• _EXERCISE INPUT_
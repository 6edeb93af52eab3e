//! Forgeflow - dependent repository workflow runner
//!
//! CLI entry point: creates a repository, an issue in it, and a comment on
//! that issue.

// Allow multiple crate versions from dependencies (can't easily control)
#![allow(clippy::multiple_crate_versions)]

use std::path::{Path, PathBuf};
use std::sync::Arc;

use anyhow::{Context, Result};
use clap::Parser;
use tracing::warn;

use forgeflow::cli::{render_run_summary, RunDisplay};
use forgeflow::config::ForgeConfig;
use forgeflow::log::{init_tracing, RunLog};
use forgeflow::pipeline::{CancelToken, Executor, Observers, RunReport};
use forgeflow::publish::{EnvSink, FileSink, Publisher};
use forgeflow::remote::HttpClient;
use forgeflow::workflow::issue_workflow;

/// Repository → issue → comment workflow runner
///
/// Each step's identifier feeds the next; the first failure stops the run
/// and is reported with its step, kind and HTTP status.
#[derive(Parser, Debug)]
#[command(name = "forgeflow", version, about)]
struct Cli {
    /// Path to the forgeflow.toml configuration file
    #[arg(long, default_value = "forgeflow.toml")]
    config: PathBuf,

    /// Append `key=value` outputs to this file (e.g. "$GITHUB_OUTPUT")
    #[arg(long)]
    outputs: Option<PathBuf>,

    /// Do not export outputs to the process environment
    #[arg(long)]
    no_env: bool,

    /// Print the run report as JSON on stdout
    #[arg(long)]
    json: bool,

    /// Append the run report to <DIR>/runs.jsonl
    #[arg(long, value_name = "DIR")]
    report_log: Option<PathBuf>,

    /// Log at debug level (RUST_LOG takes precedence)
    #[arg(short, long)]
    verbose: bool,
}

/// Exit code for a finished run: 0 on success, 1 on any step failure.
const fn exit_code(report: &RunReport) -> i32 {
    if report.succeeded() {
        0
    } else {
        1
    }
}

/// Build the publisher from the requested sinks.
fn build_publisher(outputs: Option<&Path>, export_env: bool) -> Result<Publisher> {
    let mut publisher = Publisher::new();
    if export_env {
        publisher = publisher.with_sink(Box::new(EnvSink));
    }
    if let Some(path) = outputs {
        let sink = FileSink::new(path)
            .with_context(|| format!("Failed to prepare outputs file '{}'", path.display()))?;
        publisher = publisher.with_sink(Box::new(sink));
    }
    Ok(publisher)
}

/// Raise `cancel` on Ctrl-C. The run stops before the next step's call.
fn cancel_on_ctrl_c(cancel: CancelToken) {
    tokio::spawn(async move {
        if tokio::signal::ctrl_c().await.is_ok() {
            warn!("Interrupted; stopping before the next step");
            cancel.cancel();
        }
    });
}

#[tokio::main]
async fn main() -> Result<()> {
    let cli = Cli::parse();
    init_tracing(cli.verbose);

    // Load configuration
    let config = ForgeConfig::from_path(&cli.config)
        .with_context(|| format!("Failed to load config from '{}'", cli.config.display()))?;
    let credentials = config.credentials()?;
    let base_url = credentials.base_url().to_string();

    // Initialize
    let client = HttpClient::new(credentials, config.user_agent(), config.timeout())?;
    let executor = Executor::new(Arc::new(client));
    let steps = issue_workflow(&config);
    let mut publisher = build_publisher(cli.outputs.as_deref(), !cli.no_env)?;
    let mut display = RunDisplay::new(steps.len());
    let cancel = CancelToken::new();
    cancel_on_ctrl_c(cancel.clone());

    // Execute the workflow
    display.print_header(&base_url);
    let mut observers = Observers::new().with(&mut display).with(&mut publisher);
    let report = executor.run_observed(&steps, &cancel, &mut observers).await;
    render_run_summary(&report);

    if let Some(dir) = &cli.report_log {
        RunLog::new(dir)
            .and_then(|log| log.append(&report))
            .context("Failed to write run report log")?;
    }

    if cli.json {
        let json =
            serde_json::to_string_pretty(&report).context("Failed to serialize run report")?;
        println!("{json}");
    }

    // Exit with appropriate code
    match exit_code(&report) {
        0 => Ok(()),
        code => std::process::exit(code),
    }
}
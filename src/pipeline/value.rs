//! Values threaded between steps
//!
//! A step's extracted value is the only state carried forward. Values are
//! stored under the producing step's output key and never overwritten.

use std::collections::BTreeMap;
use std::fmt;

use serde::{Deserialize, Serialize};

/// A single extracted value
#[derive(Debug, Clone, PartialEq, Eq, Serialize, Deserialize)]
#[serde(untagged)]
pub enum StepValue {
    /// Textual identifier, e.g. a repository full name
    Text(String),
    /// Numeric identifier, e.g. an issue number
    Number(u64),
    /// The step succeeded without producing a value
    Unit,
}

impl StepValue {
    /// The text value, if this is one
    #[must_use]
    pub fn as_text(&self) -> Option<&str> {
        match self {
            Self::Text(s) => Some(s),
            _ => None,
        }
    }

    /// The numeric value, if this is one
    #[must_use]
    pub const fn as_number(&self) -> Option<u64> {
        match self {
            Self::Number(n) => Some(*n),
            _ => None,
        }
    }
}

impl fmt::Display for StepValue {
    fn fmt(&self, f: &mut fmt::Formatter<'_>) -> fmt::Result {
        match self {
            Self::Text(s) => f.write_str(s),
            Self::Number(n) => write!(f, "{n}"),
            Self::Unit => f.write_str("-"),
        }
    }
}

/// Append-only map of output key → value accumulated during one run
#[derive(Debug, Clone, Default, PartialEq, Eq, Serialize, Deserialize)]
#[serde(transparent)]
pub struct Values(BTreeMap<String, StepValue>);

impl Values {
    /// Create an empty accumulator
    #[must_use]
    pub fn new() -> Self {
        Self::default()
    }

    /// Record a value under `key`.
    ///
    /// Returns `false` and leaves the existing value untouched if the key
    /// was already produced earlier in the run.
    pub fn insert(&mut self, key: &str, value: StepValue) -> bool {
        if self.0.contains_key(key) {
            return false;
        }
        self.0.insert(key.to_string(), value);
        true
    }

    /// Look up a value by key
    #[must_use]
    pub fn get(&self, key: &str) -> Option<&StepValue> {
        self.0.get(key)
    }

    /// Look up a text value by key
    #[must_use]
    pub fn text(&self, key: &str) -> Option<&str> {
        self.get(key).and_then(StepValue::as_text)
    }

    /// Look up a numeric value by key
    #[must_use]
    pub fn number(&self, key: &str) -> Option<u64> {
        self.get(key).and_then(StepValue::as_number)
    }

    /// Number of stored values
    #[must_use]
    pub fn len(&self) -> usize {
        self.0.len()
    }

    /// Whether nothing has been produced yet
    #[must_use]
    pub fn is_empty(&self) -> bool {
        self.0.is_empty()
    }

    /// Iterate over `(key, value)` pairs in key order
    pub fn iter(&self) -> impl Iterator<Item = (&str, &StepValue)> {
        self.0.iter().map(|(k, v)| (k.as_str(), v))
    }
}
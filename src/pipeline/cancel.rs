//! External cancellation signal

use std::sync::atomic::{AtomicBool, Ordering};
use std::sync::Arc;

/// Cloneable flag checked by the executor before each step's call.
///
/// Raising it never interrupts a call already in flight; the run halts at
/// the next step boundary.
#[derive(Debug, Clone, Default)]
pub struct CancelToken(Arc<AtomicBool>);

impl CancelToken {
    /// Create a token that has not been raised
    #[must_use]
    pub fn new() -> Self {
        Self::default()
    }

    /// Raise the signal; every clone observes it
    pub fn cancel(&self) {
        self.0.store(true, Ordering::SeqCst);
    }

    /// Whether the signal has been raised
    #[must_use]
    pub fn is_cancelled(&self) -> bool {
        self.0.load(Ordering::SeqCst)
    }
}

• _EXERCISE_
Each entry should be written out again exactly, with no word left out.

• _RESPONSE BOX_
repository 6edeb93af52eab3e
//! Forgeflow - dependent repository workflow runner
//!
//! CLI entry point: creates a repository, an issue in it, and a comment on
//! that issue.

// Allow multiple crate versions from dependencies (can't easily control)
#![allow(clippy::multiple_crate_versions)]

use std::path::{Path, PathBuf};
use std::sync::Arc;

use anyhow::{Context, Result};
use clap::Parser;
use tracing::warn;

use forgeflow::cli::{render_run_summary, RunDisplay};
use forgeflow::config::ForgeConfig;
use forgeflow::log::{init_tracing, RunLog};
use forgeflow::pipeline::{CancelToken, Executor, Observers, RunReport};
use forgeflow::publish::{EnvSink, FileSink, Publisher};
use forgeflow::remote::HttpClient;
use forgeflow::workflow::issue_workflow;

/// Repository → issue → comment workflow runner
///
/// Each step's identifier feeds the next; the first failure stops the run
/// and is reported with its step, kind and HTTP status.
#[derive(Parser, Debug)]
#[command(name = "forgeflow", version, about)]
struct Cli {
    /// Path to the forgeflow.toml configuration file
    #[arg(long, default_value = "forgeflow.toml")]
    config: PathBuf,

    /// Append `key=value` outputs to this file (e.g. "$GITHUB_OUTPUT")
    #[arg(long)]
    outputs: Option<PathBuf>,

    /// Do not export outputs to the process environment
    #[arg(long)]
    no_env: bool,

    /// Print the run report as JSON on stdout
    #[arg(long)]
    json: bool,

    /// Append the run report to <DIR>/runs.jsonl
    #[arg(long, value_name = "DIR")]
    report_log: Option<PathBuf>,

    /// Log at debug level (RUST_LOG takes precedence)
    #[arg(short, long)]
    verbose: bool,
}

/// Exit code for a finished run: 0 on success, 1 on any step failure.
const fn exit_code(report: &RunReport) -> i32 {
    if report.succeeded() {
        0
    } else {
        1
    }
}

/// Build the publisher from the requested sinks.
fn build_publisher(outputs: Option<&Path>, export_env: bool) -> Result<Publisher> {
    let mut publisher = Publisher::new();
    if export_env {
        publisher = publisher.with_sink(Box::new(EnvSink));
    }
    if let Some(path) = outputs {
        let sink = FileSink::new(path)
            .with_context(|| format!("Failed to prepare outputs file '{}'", path.display()))?;
        publisher = publisher.with_sink(Box::new(sink));
    }
    Ok(publisher)
}

/// Raise `cancel` on Ctrl-C. The run stops before the next step's call.
fn cancel_on_ctrl_c(cancel: CancelToken) {
    tokio::spawn(async move {
        if tokio::signal::ctrl_c().await.is_ok() {
            warn!("Interrupted; stopping before the next step");
            cancel.cancel();
        }
    });
}

#[tokio::main]
async fn main() -> Result<()> {
    let cli = Cli::parse();
    init_tracing(cli.verbose);

    // Load configuration
    let config = ForgeConfig::from_path(&cli.config)
        .with_context(|| format!("Failed to load config from '{}'", cli.config.display()))?;
    let credentials = config.credentials()?;
    let base_url = credentials.base_url().to_string();

    // Initialize
    let client = HttpClient::new(credentials, config.user_agent(), config.timeout())?;
    let executor = Executor::new(Arc::new(client));
    let steps = issue_workflow(&config);
    let mut publisher = build_publisher(cli.outputs.as_deref(), !cli.no_env)?;
    let mut display = RunDisplay::new(steps.len());
    let cancel = CancelToken::new();
    cancel_on_ctrl_c(cancel.clone());

    // Execute the workflow
    display.print_header(&base_url);
    let mut observers = Observers::new().with(&mut display).with(&mut publisher);
    let report = executor.run_observed(&steps, &cancel, &mut observers).await;
    render_run_summary(&report);

    if let Some(dir) = &cli.report_log {
        RunLog::new(dir)
            .and_then(|log| log.append(&report))
            .context("Failed to write run report log")?;
    }

    if cli.json {
        let json =
            serde_json::to_string_pretty(&report).context("Failed to serialize run report")?;
        println!("{json}");
    }

    // Exit with appropriate code
    match exit_code(&report) {
        0 => Ok(()),
        code => std::process::exit(code),
    }
}
filename src/pipeline/value.rs
//! Values threaded between steps
//!
//! A step's extracted value is the only state carried forward. Values are
//! stored under the producing step's output key and never overwritten.

use std::collections::BTreeMap;
use std::fmt;

use serde::{Deserialize, Serialize};

/// A single extracted value
#[derive(Debug, Clone, PartialEq, Eq, Serialize, Deserialize)]
#[serde(untagged)]
pub enum StepValue {
    /// Textual identifier, e.g. a repository full name
    Text(String),
    /// Numeric identifier, e.g. an issue number
    Number(u64),
    /// The step succeeded without producing a value
    Unit,
}

impl StepValue {
    /// The text value, if this is one
    #[must_use]
    pub fn as_text(&self) -> Option<&str> {
        match self {
            Self::Text(s) => Some(s),
            _ => None,
        }
    }

    /// The numeric value, if this is one
    #[must_use]
    pub const fn as_number(&self) -> Option<u64> {
        match self {
            Self::Number(n) => Some(*n),
            _ => None,
        }
    }
}

impl fmt::Display for StepValue {
    fn fmt(&self, f: &mut fmt::Formatter<'_>) -> fmt::Result {
        match self {
            Self::Text(s) => f.write_str(s),
            Self::Number(n) => write!(f, "{n}"),
            Self::Unit => f.write_str("-"),
        }
    }
}

/// Append-only map of output key → value accumulated during one run
#[derive(Debug, Clone, Default, PartialEq, Eq, Serialize, Deserialize)]
#[serde(transparent)]
pub struct Values(BTreeMap<String, StepValue>);

impl Values {
    /// Create an empty accumulator
    #[must_use]
    pub fn new() -> Self {
        Self::default()
    }

    /// Record a value under `key`.
    ///
    /// Returns `false` and leaves the existing value untouched if the key
    /// was already produced earlier in the run.
    pub fn insert(&mut self, key: &str, value: StepValue) -> bool {
        if self.0.contains_key(key) {
            return false;
        }
        self.0.insert(key.to_string(), value);
        true
    }

    /// Look up a value by key
    #[must_use]
    pub fn get(&self, key: &str) -> Option<&StepValue> {
        self.0.get(key)
    }

    /// Look up a text value by key
    #[must_use]
    pub fn text(&self, key: &str) -> Option<&str> {
        self.get(key).and_then(StepValue::as_text)
    }

    /// Look up a numeric value by key
    #[must_use]
    pub fn number(&self, key: &str) -> Option<u64> {
        self.get(key).and_then(StepValue::as_number)
    }

    /// Number of stored values
    #[must_use]
    pub fn len(&self) -> usize {
        self.0.len()
    }

    /// Whether nothing has been produced yet
    #[must_use]
    pub fn is_empty(&self) -> bool {
        self.0.is_empty()
    }

    /// Iterate over `(key, value)` pairs in key order
    pub fn iter(&self) -> impl Iterator<Item = (&str, &StepValue)> {
        self.0.iter().map(|(k, v)| (k.as_str(), v))
    }
}
filename src/pipeline/cancel.rs
//! External cancellation signal

use std::sync::atomic::{AtomicBool, Ordering};
use std::sync::Arc;

/// Cloneable flag checked by the executor before each step's call.
///
/// Raising it never interrupts a call already in flight; the run halts at
/// the next step boundary.
#[derive(Debug, Clone, Default)]
pub struct CancelToken(Arc<AtomicBool>);

impl CancelToken {
    /// Create a token that has not been raised
    #[must_use]
    pub fn new() -> Self {
        Self::default()
    }

    /// Raise the signal; every clone observes it
    pub fn cancel(&self) {
        self.0.store(true, Ordering::SeqCst);
    }

    /// Whether the signal has been raised
    #[must_use]
    pub fn is_cancelled(&self) -> bool {
        self.0.load(Ordering::SeqCst)
    }
}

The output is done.